Welcome to the new Outpatient Surgery website! Check out our login FAQs.
Cutting Remarks: Tall Tales From the OR
If you stick around surgery long enough, you'll see it all.
John Kelly, IV
Publish Date: March 31, 2015   |  Tags:   Opinion
crochet hook

Just when I thought I'd seen it all, another hard-to-believe moment manifests in the OR. The wisdom of experience merely means that I have personally encountered nearly everything that can go wrong in surgery. Here's just a sampling of the memory menu of the last 24 years of surgical bliss, all based on true events I wouldn't believe unless I'd been there to witness them.

  • Sterility maelstrom. Years ago I was doing a shoulder arthroscopy when halfway through the procedure the nurse informed me that my instruments were not sterile. Turns out that somebody "misinterpreted" the autoclave indicator — the scope set was washed but never sterilized. Ow!!! I promptly stopped the case, irrigated the shoulder thoroughly, lit 3 candles at church and placed the patient on antibiotics for several days. Thankfully no infection manifested and I was able to convince the patient to return to the OR to have her procedure completed. My gastric secretions (and coronaries) have never been the same.
  • Graft trouble. Once during an ACL reconstruction, after carefully preparing my graft, I neatly tucked it into a sponge to rest on the back table. I returned to the knee to drill my tunnels. Minutes later, when I went to retrieve the graft for placement into the knee, I learned that the nurse threw it out since she thought the sponge was trash.
  • Code Blue, Room 3!

    Three nitrates and 4 Ativans later, I explained to the nurse that the Raytec sponge on the back table was not expendable. So much for sponge counts! Thank God it was an allograft. We merely requested another, let it thaw and re-prepared it. The hospital (and again, my coronaries) took the hit.

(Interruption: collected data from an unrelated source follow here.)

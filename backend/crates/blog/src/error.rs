//! Blog Error Types

use axum::extract::rejection::JsonRejection;
use axum::http::StatusCode;
use axum::response::{IntoResponse, Response};
use kernel::error::conversions::classify_sqlx_error;
use kernel::error::{app_error::AppError, kind::ErrorKind};
use kernel::validation::ValidationErrors;
use thiserror::Error;

pub type BlogResult<T> = Result<T, BlogError>;

#[derive(Debug, Error)]
pub enum BlogError {
    /// Payload failed schema validation
    #[error("{0}")]
    Validation(ValidationErrors),

    /// Body is not a JSON document
    #[error("Malformed request body: {0}")]
    MalformedBody(#[from] JsonRejection),

    /// Query or path id missing, non-numeric, or <= 0
    #[error("Post id can't be null or <= 0")]
    InvalidPostId,

    /// Lookup of a single post found nothing (404)
    #[error("Post not found.")]
    PostNotFound,

    /// Update/delete target does not exist (400)
    #[error("Post not found.")]
    TargetNotFound,

    /// Session user is not the post's author
    #[error("You are not the author of this post")]
    NotAuthor,

    #[error("Database error: {0}")]
    Database(#[from] sqlx::Error),
}

impl BlogError {
    pub fn kind(&self) -> ErrorKind {
        match self {
            BlogError::Validation(_)
            | BlogError::MalformedBody(_)
            | BlogError::InvalidPostId
            | BlogError::TargetNotFound => ErrorKind::BadRequest,
            BlogError::PostNotFound => ErrorKind::NotFound,
            BlogError::NotAuthor => ErrorKind::Unauthorized,
            BlogError::Database(e) => classify_sqlx_error(e).0,
        }
    }

    pub fn status_code(&self) -> StatusCode {
        StatusCode::from_u16(self.kind().status_code())
            .unwrap_or(StatusCode::INTERNAL_SERVER_ERROR)
    }

    pub fn into_app_error(self) -> AppError {
        match self {
            BlogError::Validation(errors) => AppError::validation(errors),
            BlogError::MalformedBody(rejection) => AppError::from(rejection),
            BlogError::Database(e) => AppError::from(e),
            other => AppError::new(other.kind(), other.to_string()),
        }
    }

    fn log(&self) {
        match self {
            BlogError::Database(e) => {
                tracing::error!(error = %e, "Blog database error");
            }
            _ => {
                tracing::debug!(error = %self, "Blog error");
            }
        }
    }
}

impl IntoResponse for BlogError {
    fn into_response(self) -> Response {
        self.log();
        self.into_app_error().into_response()
    }
}

impl From<ValidationErrors> for BlogError {
    fn from(errors: ValidationErrors) -> Self {
        BlogError::Validation(errors)
    }
}
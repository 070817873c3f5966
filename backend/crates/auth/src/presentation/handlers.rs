//! HTTP Handlers

use axum::Json;
use axum::extract::State;
use axum::extract::rejection::JsonRejection;
use axum::http::{HeaderMap, HeaderValue, StatusCode, header};
use axum::response::{IntoResponse, Response};
use serde_json::Value;
use std::sync::Arc;

use crate::application::config::AuthConfig;
use crate::application::{SignInUseCase, SignOutUseCase, SignUpUseCase};
use crate::domain::repository::{SessionRepository, UserRepository};
use crate::domain::schema;
use crate::error::{AuthError, AuthResult};
use crate::presentation::dto::{MessageResponse, SessionResponse};

/// Shared state for auth handlers
pub struct AuthAppState<U, S> {
    pub users: Arc<U>,
    pub sessions: Arc<S>,
    pub config: Arc<AuthConfig>,
}

impl<U, S> Clone for AuthAppState<U, S> {
    fn clone(&self) -> Self {
        Self {
            users: self.users.clone(),
            sessions: self.sessions.clone(),
            config: self.config.clone(),
        }
    }
}

// ============================================================================
// Login
// ============================================================================

/// POST /login
pub async fn login<U, S>(
    State(state): State<AuthAppState<U, S>>,
    payload: Result<Json<Value>, JsonRejection>,
) -> AuthResult<impl IntoResponse>
where
    U: UserRepository + Send + Sync + 'static,
    S: SessionRepository + Send + Sync + 'static,
{
    let Json(payload) = payload?;
    let input = schema::validate_login(&payload)?;

    let use_case = SignInUseCase::new(
        state.users.clone(),
        state.sessions.clone(),
        state.config.clone(),
    );
    let output = use_case.execute(input).await?;

    let cookie = state
        .config
        .cookie()
        .set_cookie_header(&output.session_token)
        .ok_or_else(|| AuthError::Internal("Session token is not a valid header".to_string()))?;

    Ok((
        StatusCode::OK,
        [(header::SET_COOKIE, cookie)],
        Json(SessionResponse::from(output.session)),
    ))
}

// ============================================================================
// Sign Up
// ============================================================================

/// POST /signUp
pub async fn sign_up<U, S>(
    State(state): State<AuthAppState<U, S>>,
    payload: Result<Json<Value>, JsonRejection>,
) -> AuthResult<Json<MessageResponse>>
where
    U: UserRepository + Send + Sync + 'static,
    S: SessionRepository + Send + Sync + 'static,
{
    let Json(payload) = payload?;
    let input = schema::validate_sign_up(&payload)?;

    let use_case = SignUpUseCase::new(state.users.clone(), state.config.clone());
    use_case.execute(input).await?;

    Ok(Json(MessageResponse::new("Account created successfully")))
}

// ============================================================================
// Logout
// ============================================================================

/// POST /logout
///
/// Always redirects to `/` with the cookie cleared, session or not.
pub async fn logout<U, S>(State(state): State<AuthAppState<U, S>>, headers: HeaderMap) -> Response
where
    U: UserRepository + Send + Sync + 'static,
    S: SessionRepository + Send + Sync + 'static,
{
    if let Some(token) = platform::cookie::extract_cookie(&headers, &state.config.session_cookie_name)
    {
        let use_case = SignOutUseCase::new(state.sessions.clone(), state.config.clone());
        if let Err(e) = use_case.execute(&token).await {
            tracing::debug!(error = %e, "Logout without a valid session");
        }
    }

    let mut response_headers = HeaderMap::new();
    response_headers.insert(header::LOCATION, HeaderValue::from_static("/"));
    if let Some(cookie) = state.config.cookie().delete_cookie_header() {
        response_headers.insert(header::SET_COOKIE, cookie);
    }

    (StatusCode::FOUND, response_headers).into_response()
}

    • No suture retriever in the house. In the midst of a complex shoulder procedure, after inserting my suture anchors, I matter-of-factly requested the suture retriever, a lobster-claw-like device that elegantly and smoothly grasps suture threads in tight places. My scrub nurse replied: "Ahhhhhhh, Dr. Kelly, we simply don't have one!" Yes, the ever-present inventory issue was to blame. There were simply no more retrievers to be found.

    Five Hail Marys, 3 sublingual nitrates and 3 Libriums later, I asked if a crotchet hook was available. No, I was not about to start an afghan. They used crotchet hooks in the pioneer days of shoulder arthroscopy to retrieve sutures. Thank heavens there was one in the set — undoubtedly purchased before the scrub nurse was born. I then proceeded to repair a rotator cuff, glenoid labrum and fill in a bone defect all without the aid of a suture retriever. Thank God I took a course in mindfulness. My Zen state prevented me from sojourning to the material supply office and throttling the manager.

    Captain of the ship
    Stuff does indeed happen and I ultimately take responsibility. I have since learned to be more proactive in my pre-surgical planning, including a pre-flight check of sterile instruments as well as communication of the steps of the procedure so that events such as errant graft disposal don't occur. In the meantime, I have yet to receive my first coronary stent. Thank you, Lipitor!